In summary, the funding for this project has allowed us to: (1) develop analytical methods to isolate F430 for high precision isotopic analyses, (2) quantify F430 in marine sediment cores associated with anaerobic oxidation of methane (AOM), and (3) test the sources of carbon assimilated into AOM biomass using isotope labels. This work uniquely demonstrated linkages between the pathway for reverse methanogenesis, and estimated approximately 1:3 of the carbon in both F430 and lipid was derived from methane versus CO2.

This funding supported the PhD thesis research of Laurence Bird, who anticipates graduating from Penn State in December, 2016, and he will submit two manuscripts based on this work for publication.

Citations

HOUSE, C. H., ORPHAN, V. J., TURK, K. A., THOMAS, B., PERNTHALER, A., VRENTAS, J. M. & JOYE, S. B. 2009. Extensive carbon isotopic heterogeneity among methane seep microbiota.
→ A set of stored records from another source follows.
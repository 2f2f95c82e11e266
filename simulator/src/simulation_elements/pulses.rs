use super::{FloatRandomDistribution, utils::JsonValueError};
use rand::Rng;
use serde::Deserialize;

/// Describes the shape of the LED pulse, with times in samples from the start of the acquisition window.
///
/// Heights are the depth of the pulse below the baseline, in ADC counts.
#[derive(Debug, Deserialize, Clone)]
#[serde(
    rename_all = "kebab-case",
    rename_all_fields = "kebab-case",
    tag = "pulse-type"
)]
pub(crate) enum PulseTemplate {
    Flat {
        start: FloatRandomDistribution,
        width: FloatRandomDistribution,
        height: FloatRandomDistribution,
    },
    Triangular {
        start: FloatRandomDistribution,
        /// Position of the peak, as a fraction of the width.
        peak_time: FloatRandomDistribution,
        width: FloatRandomDistribution,
        height: FloatRandomDistribution,
    },
    Gaussian {
        height: FloatRandomDistribution,
        peak_time: FloatRandomDistribution,
        sd: FloatRandomDistribution,
    },
}

/// Number of standard deviations either side of the mean beyond which a gaussian pulse is zero.
const GAUSSIAN_EXTENT: f64 = 5.0;

#[derive(Debug)]
pub(crate) enum PulseEvent {
    Flat {
        start: f64,
        stop: f64,
        amplitude: f64,
    },
    Triangular {
        start: f64,
        peak_time: f64,
        stop: f64,
        amplitude: f64,
    },
    Gaussian {
        start: f64,
        stop: f64,
        mean: f64,
        sd: f64,
        peak_amplitude: f64,
    },
}

impl PulseEvent {
    pub(crate) fn sample<R: Rng>(
        template: &PulseTemplate,
        rng: &mut R,
    ) -> Result<Self, JsonValueError> {
        match template {
            PulseTemplate::Flat {
                start,
                width,
                height,
            } => {
                let start = start.sample(rng)?;
                Ok(Self::Flat {
                    start,
                    stop: start + width.sample(rng)?,
                    amplitude: height.sample(rng)?,
                })
            }
            PulseTemplate::Triangular {
                start,
                peak_time,
                width,
                height,
            } => {
                let start = start.sample(rng)?;
                let width = width.sample(rng)?;
                Ok(Self::Triangular {
                    start,
                    peak_time: start + peak_time.sample(rng)? * width,
                    stop: start + width,
                    amplitude: height.sample(rng)?,
                })
            }
            PulseTemplate::Gaussian {
                height,
                peak_time,
                sd,
            } => {
                let mean = peak_time.sample(rng)?;
                let sd = sd.sample(rng)?;
                Ok(Self::Gaussian {
                    start: mean - GAUSSIAN_EXTENT * sd,
                    stop: mean + GAUSSIAN_EXTENT * sd,
                    mean,
                    sd,
                    peak_amplitude: height.sample(rng)?,
                })
            }
        }
    }

    pub(crate) fn get_start(&self) -> f64 {
        match self {
            Self::Flat { start, .. } => *start,
            Self::Triangular { start, .. } => *start,
            Self::Gaussian { start, .. } => *start,
        }
    }

    pub(crate) fn get_end(&self) -> f64 {
        match self {
            Self::Flat { stop, .. } => *stop,
            Self::Triangular { stop, .. } => *stop,
            Self::Gaussian { stop, .. } => *stop,
        }
    }

    /// Depth of the pulse at the given time, in samples.
    pub(crate) fn get_value_at(&self, time: f64) -> f64 {
        if self.get_start() > time || time > self.get_end() {
            return Default::default();
        }

        match *self {
            Self::Flat { amplitude, .. } => amplitude,
            Self::Triangular {
                start,
                peak_time,
                stop,
                amplitude,
            } => {
                if time < peak_time {
                    amplitude * (time - start) / (peak_time - start)
                } else {
                    amplitude * (stop - time) / (stop - peak_time)
                }
            }
            Self::Gaussian {
                mean,
                sd,
                peak_amplitude,
                ..
            } => peak_amplitude * f64::exp(-0.5 * f64::powi((time - mean) / sd, 2)),
        }
    }
}

#[cfg(test)]
mod tests {
    use super::*;
    use crate::simulation_elements::NumConstant;
    use assert_approx_eq::assert_approx_eq;
    use rand::{SeedableRng, rngs::StdRng};

    fn constant(value: f64) -> FloatRandomDistribution {
        FloatRandomDistribution::ConstantFloat {
            value: NumConstant::Const(value),
        }
    }

    #[test]
    fn triangular_values() {
        let template = PulseTemplate::Triangular {
            start: constant(140.0),
            peak_time: constant(0.5),
            width: constant(20.0),
            height: constant(50.0),
        };
        let pulse = PulseEvent::sample(&template, &mut StdRng::seed_from_u64(0)).unwrap();
        assert_eq!(pulse.get_start(), 140.0);
        assert_eq!(pulse.get_end(), 160.0);
        assert_approx_eq!(pulse.get_value_at(150.0), 50.0);
        assert_approx_eq!(pulse.get_value_at(145.0), 25.0);
        assert_approx_eq!(pulse.get_value_at(155.0), 25.0);
        assert_eq!(pulse.get_value_at(139.0), 0.0);
        assert_eq!(pulse.get_value_at(161.0), 0.0);
    }

    #[test]
    fn triangular_from_json() {
        let template: PulseTemplate = serde_json::from_str(
            r#"{
                "pulse-type": "triangular",
                "start": { "random-type": "constant-float", "value": { "const": 100.0 } },
                "peak-time": { "random-type": "constant-float", "value": { "const": 0.25 } },
                "width": { "random-type": "constant-float", "value": { "const": 40.0 } },
                "height": { "random-type": "constant-float", "value": { "const": 20.0 } }
            }"#,
        )
        .unwrap();
        let pulse = PulseEvent::sample(&template, &mut StdRng::seed_from_u64(0)).unwrap();
        assert_eq!(pulse.get_start(), 100.0);
        assert_eq!(pulse.get_end(), 140.0);
        assert_approx_eq!(pulse.get_value_at(110.0), 20.0);
        assert_approx_eq!(pulse.get_value_at(125.0), 10.0);
    }

    #[test]
    fn gaussian_values() {
        let template: PulseTemplate = serde_json::from_str(
            r#"{
                "pulse-type": "gaussian",
                "height": { "random-type": "constant-float", "value": { "const": 40.0 } },
                "peak-time": { "random-type": "constant-float", "value": { "const": 150.0 } },
                "sd": { "random-type": "constant-float", "value": { "const": 3.0 } }
            }"#,
        )
        .unwrap();
        let pulse = PulseEvent::sample(&template, &mut StdRng::seed_from_u64(0)).unwrap();
        assert_eq!(pulse.get_start(), 135.0);
        assert_eq!(pulse.get_end(), 165.0);
        assert_approx_eq!(pulse.get_value_at(150.0), 40.0);
        assert_approx_eq!(pulse.get_value_at(153.0), 40.0 * f64::exp(-0.5));
        assert_eq!(pulse.get_value_at(166.0), 0.0);
    }

    #[test]
    fn flat_values() {
        let template = PulseTemplate::Flat {
            start: constant(10.0),
            width: constant(5.0),
            height: constant(7.0),
        };
        let pulse = PulseEvent::sample(&template, &mut StdRng::seed_from_u64(0)).unwrap();
        assert_eq!(pulse.get_value_at(9.5), 0.0);
        assert_eq!(pulse.get_value_at(12.0), 7.0);
        assert_eq!(pulse.get_value_at(15.0), 7.0);
    }
}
Environmental Microbiology, 11, 2207-2215.

KELLERMANN, M. Y., WEGENER, G., ELVERT, M., YOSHINAGA, M. Y., LIN, Y.-S., HOLLER, T., MOLLAR, X. P., KNITTEL, K. & HINRICHS, K.-U. 2012. Autotrophy as a predominant mode of carbon fixation in anaerobic methane-oxidizing microbial communities. Proceedings of the National Academy of Sciences, 109, 19321-19326.

LLOYD, K. G., LAPHAM, L. & TESKE, A. 2006. An Anaerobic Methane-Oxidizing Community of ANME-1b Archaea in Hypersaline Gulf of Mexico Sediments. Applied and Environmental Microbiology, 72, 7218-7230.

ORPHAN, V. J., HOUSE, C., HINRICHS, K.-U., MCKEEGAN, K. & DELONG, E. 2002. Multiple Archaeal Groups Mediate Methane Oxidation in Anoxic Cold Seep Sediments. P Natl Acad Sci Usa, 99, 7663-7668.

SCHELLER, S., GOENRICH, M., BOECHER, R., THAUER, R. K. & JAUN, B. 2010. The key nickel enzyme of methanogenesis catalyses the anaerobic oxidation of methane. Nature, 465, 606-608.

ZEHNDER, A. J. & BROCK, T. D. 1979. Methane formation and methane oxidation by methanogenic bacteria. J Bacteriol, 137, 420-32.